▶ TASK OBJECTIVE
Where does the string "from" occur in the records? Copy each line that holds it.

▶ EXERCISE INPUTS

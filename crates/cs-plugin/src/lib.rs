//! `cs-plugin` — extending the simulator without touching the core.
//!
//! # Crate layout
//!
//! | Module        | Contents                                                    |
//! |---------------|-------------------------------------------------------------|
//! | [`plugin`]    | `Plugin` trait (`register`, `attach`)                       |
//! | [`registrar`] | `PluginRegistrar` — goal renderers, task catalog, models    |
//! | [`loader`]    | `PluginLoader` (manifest discovery), `LoadedPlugins`        |
//! | [`error`]     | `PluginError`, `PluginResult`                               |
//!
//! # Activation
//!
//! Plugins are statically linked.  At start-up the host gives the loader
//! every plugin it links, then the loader scans the plugin directory for
//! `*.plugin` manifests and activates the plugins they name:
//!
//! ```text
//! for manifest in plugin_dir/*.plugin (sorted):
//!     name unknown       → warn, skip
//!     register() fails   → warn, skip
//!     otherwise          → loaded
//! ```
//!
//! Nothing in that loop is fatal.  Whether a missing plugin matters is
//! decided afterwards by [`LoadedPlugins::require`].

pub mod error;
pub mod loader;
pub mod plugin;
pub mod registrar;

#[cfg(test)]
mod tests;

pub use error::{PluginError, PluginResult};
pub use loader::{LoadedPlugins, MANIFEST_EXTENSION, PluginLoader};
pub use plugin::Plugin;
pub use registrar::PluginRegistrar;
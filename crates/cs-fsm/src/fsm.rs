//! The `Fsm` struct and its per-tick advancement.

use cs_agent::{AgentStore, NeighborIndex};
use cs_core::{AgentId, GoalId, SimClock, SimConfig, SimRng, StateId, Tick, Vec2};
use cs_task::{TaskContext, TaskList, TaskReport};

use crate::{
    FsmResult, GoalSet, ModelContext, PedestrianModel, State, Transition, VelocityComponent,
};

/// What one call to [`Fsm::advance`] did.
#[derive(Debug, Clone, PartialEq)]
pub struct StepReport {
    /// The tick that was simulated.
    pub tick:         Tick,
    /// Simulated seconds at the end of the tick.
    pub elapsed_secs: f32,
    /// Agents that changed state this tick.
    pub transitions:  usize,
    /// Outcome of the task pass.
    pub tasks:        TaskReport,
}

/// The behavior graph: owns the agents, their state and goal assignments, the
/// pedestrian model and the task list.
///
/// One tick ([`advance`](Self::advance)) runs, in order:
///
/// 1. **Transitions**: for each agent (ascending id), the first outgoing
///    transition of its state whose condition holds fires; the agent enters
///    the target state and picks a goal.
/// 2. **Preferred velocity**: from each state's velocity component.
/// 3. **Velocity**: [`PedestrianModel::compute_velocity`] for every agent
///    (parallel with the `parallel` feature; read-only).
/// 4. **Integrate**: sequential apply in ascending id order: clamp to
///    `max_speed`, move, update orientation.
/// 5. **Tasks**: [`TaskList::run_all`] once.
///
/// Create via [`FsmBuilder`][crate::FsmBuilder].  The agent count never
/// changes after construction.
pub struct Fsm {
    pub(crate) config:        SimConfig,
    pub(crate) clock:         SimClock,
    pub(crate) agents:        AgentStore,
    pub(crate) agent_states:  Vec<StateId>,
    pub(crate) agent_goals:   Vec<Option<GoalId>>,
    pub(crate) state_entered: Vec<f32>,
    pub(crate) states:        Vec<State>,
    pub(crate) transitions:   Vec<Vec<Transition>>,
    pub(crate) goals:         GoalSet,
    pub(crate) tasks:         TaskList,
    pub(crate) model:         Box<dyn PedestrianModel>,
    pub(crate) rng:           SimRng,
    #[cfg(feature = "parallel")]
    pub(crate) pool:          Option<rayon::ThreadPool>,
}

impl Fsm {
    // ── Public API ────────────────────────────────────────────────────────

    /// Simulate one tick.
    ///
    /// Both halting failures consume the tick: the clock advances past it
    /// before the error is returned.
    ///
    /// * A non-finite position after integration is returned as
    ///   [`FsmError::Core`][crate::FsmError::Core] and the task pass is skipped.
    /// * A fatal task failure is returned as
    ///   [`FsmError::TaskFatal`][crate::FsmError::TaskFatal].
    pub fn advance(&mut self) -> FsmResult<StepReport> {
        let now = self.clock.current_tick;
        let dt = self.clock.time_step;

        let transitions = self.fire_transitions();

        let preferred = self.preferred_velocities(dt);
        let velocities = self.compute_velocities(&preferred, dt);
        self.integrate(&velocities, dt);
        if let Err(e) = self.agents.check_finite() {
            self.clock.advance();
            return Err(e.into());
        }

        let elapsed = self.clock.elapsed_secs() + dt;
        let mut ctx = TaskContext::new(now, dt, elapsed, &mut self.agents, &self.agent_states);
        let result = self.tasks.run_all(&mut ctx);
        self.clock.advance();

        let tasks = result?;
        log::debug!(
            "{now}: {transitions} transitions, {} tasks ok, {} skipped",
            tasks.succeeded,
            tasks.recovered.len()
        );
        Ok(StepReport { tick: now, elapsed_secs: self.clock.elapsed_secs(), transitions, tasks })
    }

    /// `true` once the configured tick budget is spent or every agent sits in
    /// a final state.  A population of zero is finished immediately.
    pub fn is_finished(&self) -> bool {
        self.clock.current_tick >= self.config.end_tick()
            || self.agent_states.iter().all(|s| self.states[s.index()].is_final)
    }

    /// Change the time step used from the next tick on.
    pub fn set_time_step(&mut self, time_step: f32) {
        self.clock.time_step = time_step;
        self.config.time_step = time_step;
    }

    // ── Accessors ─────────────────────────────────────────────────────────

    pub fn config(&self) -> &SimConfig {
        &self.config
    }

    pub fn clock(&self) -> &SimClock {
        &self.clock
    }

    pub fn agent_count(&self) -> usize {
        self.agents.count
    }

    pub fn agents(&self) -> &AgentStore {
        &self.agents
    }

    pub fn goals(&self) -> &GoalSet {
        &self.goals
    }

    pub fn states(&self) -> &[State] {
        &self.states
    }

    /// Look up a state id by name.
    pub fn state_id(&self, name: &str) -> Option<StateId> {
        self.states.iter().find(|s| s.name == name).map(|s| s.id)
    }

    /// Current state of `agent`, or `None` for an out-of-range id.
    pub fn state_of(&self, agent: AgentId) -> Option<&State> {
        self.agent_states.get(agent.index()).map(|s| &self.states[s.index()])
    }

    /// Current goal of `agent`.
    pub fn goal_of(&self, agent: AgentId) -> Option<GoalId> {
        self.agent_goals.get(agent.index()).copied().flatten()
    }

    pub fn tasks(&self) -> &TaskList {
        &self.tasks
    }

    /// Mutable task list, for plugins attaching tasks after construction.
    pub fn tasks_mut(&mut self) -> &mut TaskList {
        &mut self.tasks
    }

    pub fn model_name(&self) -> &str {
        self.model.name()
    }

    // ── Tick phases ───────────────────────────────────────────────────────

    pub(crate) fn enter_state(&mut self, agent: AgentId, state: StateId) {
        let i = agent.index();
        self.agent_states[i] = state;
        self.state_entered[i] = self.clock.elapsed_secs();
        self.agent_goals[i] = self.states[state.index()].selector.select(
            self.agents.position[i],
            &self.goals,
            &mut self.rng,
        );
    }

    fn fire_transitions(&mut self) -> usize {
        let elapsed = self.clock.elapsed_secs();
        let mut fired = 0;
        for i in 0..self.agents.count {
            let state = self.agent_states[i];
            let position = self.agents.position[i];
            let goal = self.agent_goals[i].and_then(|g| self.goals.get(g));
            let in_state = elapsed - self.state_entered[i];

            let target = self.transitions[state.index()]
                .iter()
                .find(|t| t.condition.is_met(position, goal, in_state))
                .map(|t| t.to);

            if let Some(to) = target {
                log::trace!(
                    "agent {i}: {} -> {}",
                    self.states[state.index()].name,
                    self.states[to.index()].name
                );
                self.enter_state(AgentId(i as u32), to);
                fired += 1;
            }
        }
        fired
    }

    fn preferred_velocities(&self, dt: f32) -> Vec<Vec2> {
        (0..self.agents.count)
            .map(|i| {
                let state = &self.states[self.agent_states[i].index()];
                let goal = self.agent_goals[i].and_then(|g| self.goals.get(g));
                match (state.velocity, goal) {
                    (VelocityComponent::TowardGoal, Some(goal)) => {
                        let position = self.agents.position[i];
                        let to_goal = goal.shape.nearest_point(position) - position;
                        // Do not overshoot the goal within one tick.
                        let speed = self.agents.pref_speed[i].min(to_goal.length() / dt);
                        to_goal.normalized().map_or(Vec2::ZERO, |dir| dir * speed)
                    }
                    _ => Vec2::ZERO,
                }
            })
            .collect()
    }

    fn compute_velocities(&self, preferred: &[Vec2], dt: f32) -> Vec<Vec2> {
        let neighbors = NeighborIndex::build(&self.agents);
        let ctx = ModelContext { agents: &self.agents, neighbors: &neighbors, time_step: dt };
        let model = self.model.as_ref();

        #[cfg(not(feature = "parallel"))]
        {
            preferred
                .iter()
                .enumerate()
                .map(|(i, &pref)| model.compute_velocity(AgentId(i as u32), pref, &ctx))
                .collect()
        }

        #[cfg(feature = "parallel")]
        {
            use rayon::prelude::*;

            let compute = || {
                preferred
                    .par_iter()
                    .enumerate()
                    .map(|(i, &pref)| model.compute_velocity(AgentId(i as u32), pref, &ctx))
                    .collect()
            };
            match &self.pool {
                Some(pool) => pool.install(compute),
                None => compute(),
            }
        }
    }

    fn integrate(&mut self, velocities: &[Vec2], dt: f32) {
        let agents = &mut self.agents;
        for (i, &v) in velocities.iter().enumerate() {
            let v = v.clamp_length(agents.max_speed[i]);
            agents.velocity[i] = v;
            agents.position[i] += v * dt;
            if let Some(dir) = v.normalized() {
                agents.orientation[i] = dir;
            }
        }
    }
}
//! `cs-output` — simulation output writers for crowdsim.
//!
//! | Backend | Files created                                        |
//! |---------|------------------------------------------------------|
//! | CSV     | `agent_trajectories.csv`, `tick_summaries.csv`       |
//!
//! Backends implement [`OutputWriter`] and are driven by
//! [`SimOutputObserver`], which implements `cs_sim::SimObserver`.
//! Trajectories get one row per agent per snapshot; snapshot frequency is
//! `SimConfig::output_interval_ticks`.
//!
//! # Usage
//!
//! ```rust,ignore
//! use cs_output::{CsvWriter, SimOutputObserver};
//!
//! let writer = CsvWriter::new(Path::new("./output"))?;
//! let mut obs = SimOutputObserver::new(writer);
//! sim.run(&mut obs)?;
//! if let Some(e) = obs.take_error() {
//!     eprintln!("output error: {e}");
//! }
//! ```

pub mod csv;
pub mod error;
pub mod observer;
pub mod row;
pub mod writer;


pub use crate::csv::{CsvWriter, SUMMARY_FILE, TRAJECTORY_FILE};
pub use error::{OutputError, OutputResult};
pub use observer::SimOutputObserver;
pub use row::{TickSummaryRow, TrajectoryRow};
pub use writer::OutputWriter;
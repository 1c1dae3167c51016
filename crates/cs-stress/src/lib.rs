//! `cs-stress` — stress propagation, the reference plugin.
//!
//! Agents close to each other grow stressed; stress fades without contact.
//! See [`task`] for the exact law.
//!
//! | Module      | Contents                                       |
//! |-------------|------------------------------------------------|
//! | [`task`]    | `StressTask`                                   |
//! | [`factory`] | `StressTaskFactory` (task type `"stress"`)     |
//! | [`plugin`]  | `StressPlugin`, `StressZoneRenderer`           |

pub mod factory;
pub mod plugin;
pub mod task;

#[cfg(test)]
mod tests;

pub use factory::{STRESS_TASK_TYPE, StressTaskFactory};
pub use plugin::{STRESS_ZONE_KIND, StressPlugin, StressZoneRenderer};
pub use task::StressTask;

▶ RESPONSE
/// 2. **Preferred velocity**: from each state's velocity component.
    /// Change the time step used from the next tick on.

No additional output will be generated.